There's plenty of work left to do but I'm happy with what I've done so far.
Did you use a Kreg jig for the screw pockets? Someone was showing me one of those not too long ago and of course now I want one.
I've often gazed in amazement at the three upper kitchen cabinet doors in my Boler because they are all three perfectly aligned, and how does that happen in a camper factory where they are throwing rivets around like candy?
I have been thinking about turning the right-most one around, because they all three open with left-side hinges, which makes the right-hand door open kind of the "wrong" way; but now you have me thinking about a single door. It is true that leaving one of the doors open can be hazardous to your face!
I've used 3/8" baltic birch plywood for a few of my projects. ('88 Scamp, '82 Perris Pacer, and my latest, '69 Trailswest Campster.) It is light-weight, stable, and has no voids in the multi-layers. It sands very smooth, and takes a nice finish. (You do have to take care of the edges, as they can splinter at times.)
Did you use a Kreg jig for the screw pockets? Someone was showing me one of those not too long ago and of course now I want one.
Raya
I did use a Kreg jig. It's not the one linked in my post. I picked mine up ten years or more ago at a woodworking show. It's one of the earlier, all metal, models. It's one of my all time favorite tool purchases. You won't regret it if you get one.
Quote:
Originally Posted by Robert Johans
I've used 3/8" baltic birch plywood for a few of my projects. ('88 Scamp, '82 Perris Pacer, and my latest, '69 Trailswest Campster.) It is light-weight, stable, and has no voids in the multi-layers. It sands very smooth, and takes a nice finish. (You do have to take care of the edges, as they can splinter at times.)
Robert,
I just wanted to say that I've admired your work for a long time. I hope that your renovation business works out well for you. If I didn't enjoy doing the work myself I certainly wouldn't hesitate to work with you.
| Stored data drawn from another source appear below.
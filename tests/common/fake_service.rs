//! In-memory stand-in for the API under test, served through `wiremock`.

use fake::Fake;
use fake::faker::internet::en::{Password, SafeEmail};
use serde_json::{Value, json};
use std::collections::BTreeMap;
use std::sync::{Arc, Mutex};
use uuid::Uuid;
use wiremock::{Request, Respond, ResponseTemplate};

pub const LOGIN_PATH: &str = "/v1/auth/login";
pub const CATEGORIES_PATH: &str = "/v1/categories";
pub const LIST_CATEGORIES_PATH: &str = "/v1/categories/list";
pub const PROTECTED_PATH: &str = "/v1/protected";
pub const PROFILE_PATH: &str = "/user/profile";

const MAX_FIELD_LENGTH: usize = 1_000;

/// Where the login response puts the token.
#[derive(Clone, Copy, Debug, Default)]
pub enum TokenShape {
    #[default]
    Token,
    AccessToken,
    DataTokenAccess,
}

impl TokenShape {
    pub fn envelope(&self, token: &str) -> Value {
        match self {
            TokenShape::Token => json!({"token": token}),
            TokenShape::AccessToken => json!({"access_token": token, "token_type": "bearer"}),
            TokenShape::DataTokenAccess => json!({
                "success": true,
                "data": {"token": {"access": token, "refresh": "r"}}
            }),
        }
    }
}

/// Where the list response puts the categories.
#[derive(Clone, Copy, Debug, Default)]
pub enum ListEnvelope {
    #[default]
    DataCategories,
    DataList,
    /// A key no client knows about.
    DataItems,
}

impl ListEnvelope {
    fn wrap(&self, categories: Vec<Value>) -> Value {
        match self {
            ListEnvelope::DataCategories => json!({"data": {"categories": categories}}),
            ListEnvelope::DataList => json!({"data": categories}),
            ListEnvelope::DataItems => json!({"data": {"items": categories}}),
        }
    }
}

#[derive(Clone, Copy, Debug)]
pub struct FakeServiceOptions {
    pub token_shape: TokenShape,
    /// Whether updates answer with the stored category or a bare message.
    pub echo_updates: bool,
    pub list_envelope: ListEnvelope,
    /// Accept creates without a token or a name.
    pub lenient_creates: bool,
    /// Successful logins allowed before every further one gets a 429.
    pub login_limit: Option<usize>,
}

impl Default for FakeServiceOptions {
    fn default() -> Self {
        Self {
            token_shape: TokenShape::default(),
            echo_updates: true,
            list_envelope: ListEnvelope::default(),
            lenient_creates: false,
            login_limit: None,
        }
    }
}

#[derive(Clone, Debug)]
pub struct AdminAccount {
    pub email: String,
    pub password: String,
    pub role: String,
}

#[derive(Clone, Debug)]
struct StoredCategory {
    name: String,
    description: Value,
}

#[derive(Default)]
struct Store {
    next_id: u64,
    logins: usize,
    throttled_logins: usize,
    categories: BTreeMap<u64, StoredCategory>,
}

#[derive(Clone)]
pub struct FakeService {
    options: FakeServiceOptions,
    admin: AdminAccount,
    token: String,
    store: Arc<Mutex<Store>>,
}

impl FakeService {
    pub fn new(options: FakeServiceOptions) -> Self {
        let admin = AdminAccount {
            email: SafeEmail().fake(),
            password: Password(12..20).fake(),
            role: "ADMIN".into(),
        };
        let token = format!(
            "eyJhbGciOiJIUzI1NiJ9.{}.{}",
            Uuid::new_v4().simple(),
            Uuid::new_v4().simple()
        );
        Self {
            options,
            admin,
            token,
            store: Arc::new(Mutex::new(Store::default())),
        }
    }

    pub fn admin(&self) -> &AdminAccount {
        &self.admin
    }

    pub fn token(&self) -> &str {
        &self.token
    }

    pub fn category_count(&self) -> usize {
        self.store.lock().unwrap().categories.len()
    }

    pub fn throttled_logins(&self) -> usize {
        self.store.lock().unwrap().throttled_logins
    }

    fn authorized(&self, request: &Request) -> bool {
        request
            .headers
            .get("authorization")
            .and_then(|value| value.to_str().ok())
            .is_some_and(|value| value == format!("Bearer {}", self.token))
    }

    fn login(&self, request: &Request) -> ResponseTemplate {
        let Ok(body) = serde_json::from_slice::<Value>(&request.body) else {
            return message(400, "Request body must be JSON");
        };
        let field = |key: &str| body.get(key).and_then(Value::as_str);
        let (Some(email), Some(password)) = (field("email"), field("password")) else {
            return message(400, "email and password are required");
        };
        if email.len() > MAX_FIELD_LENGTH || password.len() > MAX_FIELD_LENGTH {
            return message(413, "Payload too large");
        }
        if !email.contains('@') {
            return message(400, "email is not valid");
        }
        let role_matches = field("role").is_none_or(|role| role == self.admin.role);
        if email != self.admin.email || password != self.admin.password || !role_matches {
            return ResponseTemplate::new(401).set_body_json(json!({"error": "Invalid credentials"}));
        }
        let mut store = self.store.lock().unwrap();
        if self.options.login_limit.is_some_and(|limit| store.logins >= limit) {
            store.throttled_logins += 1;
            return message(429, "Too many requests");
        }
        store.logins += 1;
        ResponseTemplate::new(200).set_body_json(self.options.token_shape.envelope(&self.token))
    }

    fn create(&self, request: &Request) -> ResponseTemplate {
        let Ok(body) = serde_json::from_slice::<Value>(&request.body) else {
            return message(400, "Request body must be JSON");
        };
        let name = body.get("name").and_then(Value::as_str).unwrap_or_default();
        if name.is_empty() && !self.options.lenient_creates {
            return message(422, "name is required");
        }
        let category = StoredCategory {
            name: name.to_owned(),
            description: body.get("description").cloned().unwrap_or(Value::Null),
        };
        let mut store = self.store.lock().unwrap();
        store.next_id += 1;
        let id = store.next_id;
        let data = category_json(id, &category);
        store.categories.insert(id, category);
        ResponseTemplate::new(201).set_body_json(json!({"message": "Category created", "data": data}))
    }

    fn list(&self) -> ResponseTemplate {
        let store = self.store.lock().unwrap();
        let categories: Vec<Value> = store
            .categories
            .iter()
            .map(|(id, category)| category_json(*id, category))
            .collect();
        ResponseTemplate::new(200).set_body_json(self.options.list_envelope.wrap(categories))
    }

    fn update(&self, id: u64, request: &Request) -> ResponseTemplate {
        let Ok(body) = serde_json::from_slice::<Value>(&request.body) else {
            return message(400, "Request body must be JSON");
        };
        let mut store = self.store.lock().unwrap();
        let Some(category) = store.categories.get_mut(&id) else {
            return message(404, "Category not found");
        };
        if let Some(name) = body.get("name").and_then(Value::as_str) {
            category.name = name.to_owned();
        }
        if let Some(description) = body.get("description") {
            category.description = description.clone();
        }
        if self.options.echo_updates {
            ResponseTemplate::new(200).set_body_json(json!({"data": category_json(id, category)}))
        } else {
            message(200, "Category updated")
        }
    }

    fn delete(&self, id: u64) -> ResponseTemplate {
        match self.store.lock().unwrap().categories.remove(&id) {
            Some(_) => message(200, "Category deleted"),
            None => message(404, "Category not found"),
        }
    }
}

impl Respond for FakeService {
    fn respond(&self, request: &Request) -> ResponseTemplate {
        let path = request.url.path();
        let method = request.method.as_str();

        if path == LOGIN_PATH {
            return match method {
                "POST" => self.login(request),
                _ => message(405, "Method not allowed"),
            };
        }
        let lenient_create =
            self.options.lenient_creates && method == "POST" && path == CATEGORIES_PATH;
        if !lenient_create && !self.authorized(request) {
            return message(401, "Unauthorized");
        }

        match (method, path) {
            ("GET", PROTECTED_PATH) => message(200, "Welcome"),
            ("GET", PROFILE_PATH) => ResponseTemplate::new(200)
                .set_body_json(json!({"data": {"email": self.admin.email, "role": self.admin.role}})),
            ("POST", CATEGORIES_PATH) => self.create(request),
            ("POST", LIST_CATEGORIES_PATH) => self.list(),
            (method, path) => {
                let id = path
                    .strip_prefix(CATEGORIES_PATH)
                    .and_then(|rest| rest.strip_prefix('/'))
                    .and_then(|id| id.parse::<u64>().ok());
                match (method, id) {
                    ("PUT", Some(id)) => self.update(id, request),
                    ("DELETE", Some(id)) => self.delete(id),
                    _ => message(404, "Not found"),
                }
            }
        }
    }
}

fn message(status: u16, text: &str) -> ResponseTemplate {
    ResponseTemplate::new(status).set_body_json(json!({"message": text}))
}

fn category_json(id: u64, category: &StoredCategory) -> Value {
    json!({"id": id, "name": category.name, "description": category.description})
}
When the plywood is cut to size, the cut edges are obviously sharp from the saw cut. "Easing" or rounding the sharp edge with sand paper can sometimes pick up a splinter. This splinter can tear off the edge and pull some of the top veneer off the plywood surface. This leaves an ugly scar on the face. No good.
To avoid this problem, I've found two solutions: a small router (sometimes called a palm router) with a small "ease-over" bit can put a tight, clean convex arc on the plywood edge. Or, "break" the edge by slowly and carefully stroking 120-grit sand paper perpendicular to the edge before using a finer grit along its length to finish it off.
Once the edge is smooth, sealing with a sanding sealer followed by a few coats of urethane (or other options) will keep the edge from splitting in the future.
Okay, thanks! Great tips I'm hoping to use some Baltic Birch to replace some of my Black Walnut (ha ha) doors. Now I just have to figure out where to get it around here.
Wow, really inspirational photos Clive, RussL and Robert!
Russ, I love the look of the single door for the upper cabinets. In addition to just looking "cleaner" (which is always nice in a small space) I can totally see what you about being able to see in the entire cabinet at once. I'd love to learn more about the hinge hardware that keeps the cabinet door in the open position. And Robert, wow, your skills are amazing!
I'm curious, where do y'all source your stainless backsplash material?